[Items listed in a dataset]
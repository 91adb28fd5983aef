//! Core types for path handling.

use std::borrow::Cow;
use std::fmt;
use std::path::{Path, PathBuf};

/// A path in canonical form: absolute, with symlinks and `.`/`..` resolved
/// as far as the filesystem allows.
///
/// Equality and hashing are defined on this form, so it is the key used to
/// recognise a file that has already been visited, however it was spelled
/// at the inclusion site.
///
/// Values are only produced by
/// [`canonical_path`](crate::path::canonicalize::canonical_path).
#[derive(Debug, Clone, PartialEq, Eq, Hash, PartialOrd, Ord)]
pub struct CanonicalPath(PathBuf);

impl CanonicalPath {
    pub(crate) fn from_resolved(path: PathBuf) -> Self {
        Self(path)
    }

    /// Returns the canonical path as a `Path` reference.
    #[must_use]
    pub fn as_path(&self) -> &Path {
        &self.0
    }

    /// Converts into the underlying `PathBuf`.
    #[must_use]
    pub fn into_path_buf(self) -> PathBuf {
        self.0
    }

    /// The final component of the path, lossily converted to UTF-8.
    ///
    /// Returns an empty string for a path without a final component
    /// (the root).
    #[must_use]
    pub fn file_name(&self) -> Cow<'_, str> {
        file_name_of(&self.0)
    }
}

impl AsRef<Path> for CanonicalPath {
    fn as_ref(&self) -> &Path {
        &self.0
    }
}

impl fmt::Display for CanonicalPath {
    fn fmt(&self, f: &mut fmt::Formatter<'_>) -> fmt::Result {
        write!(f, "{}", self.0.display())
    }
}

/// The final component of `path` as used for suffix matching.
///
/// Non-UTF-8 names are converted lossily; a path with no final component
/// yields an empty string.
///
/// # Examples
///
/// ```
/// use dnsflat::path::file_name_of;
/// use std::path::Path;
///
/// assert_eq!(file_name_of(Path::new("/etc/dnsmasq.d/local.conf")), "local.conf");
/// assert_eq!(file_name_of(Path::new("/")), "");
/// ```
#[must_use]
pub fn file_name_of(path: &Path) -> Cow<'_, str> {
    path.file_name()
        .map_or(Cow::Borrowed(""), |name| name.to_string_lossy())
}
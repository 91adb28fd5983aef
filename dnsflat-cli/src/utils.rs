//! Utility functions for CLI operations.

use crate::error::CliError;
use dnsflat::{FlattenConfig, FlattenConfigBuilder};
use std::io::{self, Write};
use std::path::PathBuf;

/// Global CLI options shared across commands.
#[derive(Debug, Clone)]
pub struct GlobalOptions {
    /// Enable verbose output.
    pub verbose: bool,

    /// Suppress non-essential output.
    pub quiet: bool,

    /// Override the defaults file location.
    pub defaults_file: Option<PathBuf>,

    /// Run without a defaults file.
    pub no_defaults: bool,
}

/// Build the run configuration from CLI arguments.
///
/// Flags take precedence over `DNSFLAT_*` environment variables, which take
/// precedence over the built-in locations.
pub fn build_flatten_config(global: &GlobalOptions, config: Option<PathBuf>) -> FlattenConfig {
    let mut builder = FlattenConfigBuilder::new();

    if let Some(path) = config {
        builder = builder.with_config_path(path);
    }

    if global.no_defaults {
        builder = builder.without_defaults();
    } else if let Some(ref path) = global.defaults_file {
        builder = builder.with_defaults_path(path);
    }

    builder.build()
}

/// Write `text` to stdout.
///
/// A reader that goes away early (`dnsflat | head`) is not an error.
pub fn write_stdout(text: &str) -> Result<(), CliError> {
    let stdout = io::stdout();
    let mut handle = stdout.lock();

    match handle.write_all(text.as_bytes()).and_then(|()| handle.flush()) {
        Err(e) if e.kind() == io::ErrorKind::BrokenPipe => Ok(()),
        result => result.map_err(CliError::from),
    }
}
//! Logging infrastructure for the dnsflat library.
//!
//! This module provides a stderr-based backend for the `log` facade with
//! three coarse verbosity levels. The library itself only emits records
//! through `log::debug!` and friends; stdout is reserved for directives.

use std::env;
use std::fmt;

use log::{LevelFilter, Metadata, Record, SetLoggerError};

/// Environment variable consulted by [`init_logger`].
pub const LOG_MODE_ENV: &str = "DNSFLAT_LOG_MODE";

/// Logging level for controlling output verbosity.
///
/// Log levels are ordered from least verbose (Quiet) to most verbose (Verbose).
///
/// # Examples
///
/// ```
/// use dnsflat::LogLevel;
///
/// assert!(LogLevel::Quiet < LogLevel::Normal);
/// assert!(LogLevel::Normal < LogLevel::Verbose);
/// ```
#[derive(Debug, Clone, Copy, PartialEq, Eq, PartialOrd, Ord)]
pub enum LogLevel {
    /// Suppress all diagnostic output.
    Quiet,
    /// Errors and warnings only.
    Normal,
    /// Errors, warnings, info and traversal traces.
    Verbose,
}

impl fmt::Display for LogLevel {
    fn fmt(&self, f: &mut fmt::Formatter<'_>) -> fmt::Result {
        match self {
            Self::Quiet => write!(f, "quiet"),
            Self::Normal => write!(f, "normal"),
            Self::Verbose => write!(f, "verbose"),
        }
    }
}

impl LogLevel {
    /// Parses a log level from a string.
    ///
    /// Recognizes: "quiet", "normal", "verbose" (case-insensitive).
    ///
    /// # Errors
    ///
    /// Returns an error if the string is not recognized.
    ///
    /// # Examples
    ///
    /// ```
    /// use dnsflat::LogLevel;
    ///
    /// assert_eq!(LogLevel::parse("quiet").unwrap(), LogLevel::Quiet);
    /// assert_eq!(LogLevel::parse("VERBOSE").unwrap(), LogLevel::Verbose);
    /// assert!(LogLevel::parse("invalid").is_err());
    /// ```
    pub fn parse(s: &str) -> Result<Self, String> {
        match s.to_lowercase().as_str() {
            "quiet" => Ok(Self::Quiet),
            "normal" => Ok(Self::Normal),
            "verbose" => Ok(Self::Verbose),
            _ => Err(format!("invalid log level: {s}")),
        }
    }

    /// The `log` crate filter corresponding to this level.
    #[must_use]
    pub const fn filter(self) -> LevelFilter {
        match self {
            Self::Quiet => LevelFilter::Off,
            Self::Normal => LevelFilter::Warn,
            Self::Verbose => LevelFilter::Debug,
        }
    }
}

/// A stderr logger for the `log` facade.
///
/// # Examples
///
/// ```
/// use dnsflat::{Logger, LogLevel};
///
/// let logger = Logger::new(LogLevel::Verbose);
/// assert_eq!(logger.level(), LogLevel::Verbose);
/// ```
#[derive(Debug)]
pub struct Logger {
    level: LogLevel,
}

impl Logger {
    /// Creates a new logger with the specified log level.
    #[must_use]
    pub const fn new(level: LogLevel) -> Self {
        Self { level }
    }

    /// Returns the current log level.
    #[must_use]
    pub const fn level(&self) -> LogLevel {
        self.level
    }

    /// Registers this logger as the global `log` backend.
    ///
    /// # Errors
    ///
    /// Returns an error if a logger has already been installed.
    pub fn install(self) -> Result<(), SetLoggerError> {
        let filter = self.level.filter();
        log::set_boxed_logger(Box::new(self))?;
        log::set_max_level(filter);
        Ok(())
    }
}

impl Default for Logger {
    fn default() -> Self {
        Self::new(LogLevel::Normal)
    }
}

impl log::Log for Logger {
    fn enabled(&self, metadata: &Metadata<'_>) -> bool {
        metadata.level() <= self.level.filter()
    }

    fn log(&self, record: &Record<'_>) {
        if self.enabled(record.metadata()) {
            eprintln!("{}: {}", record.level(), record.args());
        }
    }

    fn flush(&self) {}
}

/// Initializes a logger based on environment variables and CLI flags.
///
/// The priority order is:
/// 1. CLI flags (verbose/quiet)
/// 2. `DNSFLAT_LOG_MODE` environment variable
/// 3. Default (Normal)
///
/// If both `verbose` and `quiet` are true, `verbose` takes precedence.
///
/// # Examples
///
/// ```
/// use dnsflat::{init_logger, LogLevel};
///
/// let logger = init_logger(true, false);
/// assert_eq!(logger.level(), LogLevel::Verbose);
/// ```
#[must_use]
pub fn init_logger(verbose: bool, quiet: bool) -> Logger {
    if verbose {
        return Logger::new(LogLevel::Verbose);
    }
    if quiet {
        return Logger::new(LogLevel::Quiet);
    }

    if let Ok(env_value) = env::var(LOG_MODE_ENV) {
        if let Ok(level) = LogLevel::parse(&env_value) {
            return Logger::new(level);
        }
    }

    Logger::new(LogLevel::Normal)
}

▸ TASK DESCRIPTION: Whenever a line in the entries above includes the word "output", pull that line out.

▸ TASK RESULT:
    /// Enable verbose output.
    /// Suppress non-essential output.
/// Logging level for controlling output verbosity.
    /// Suppress all diagnostic output.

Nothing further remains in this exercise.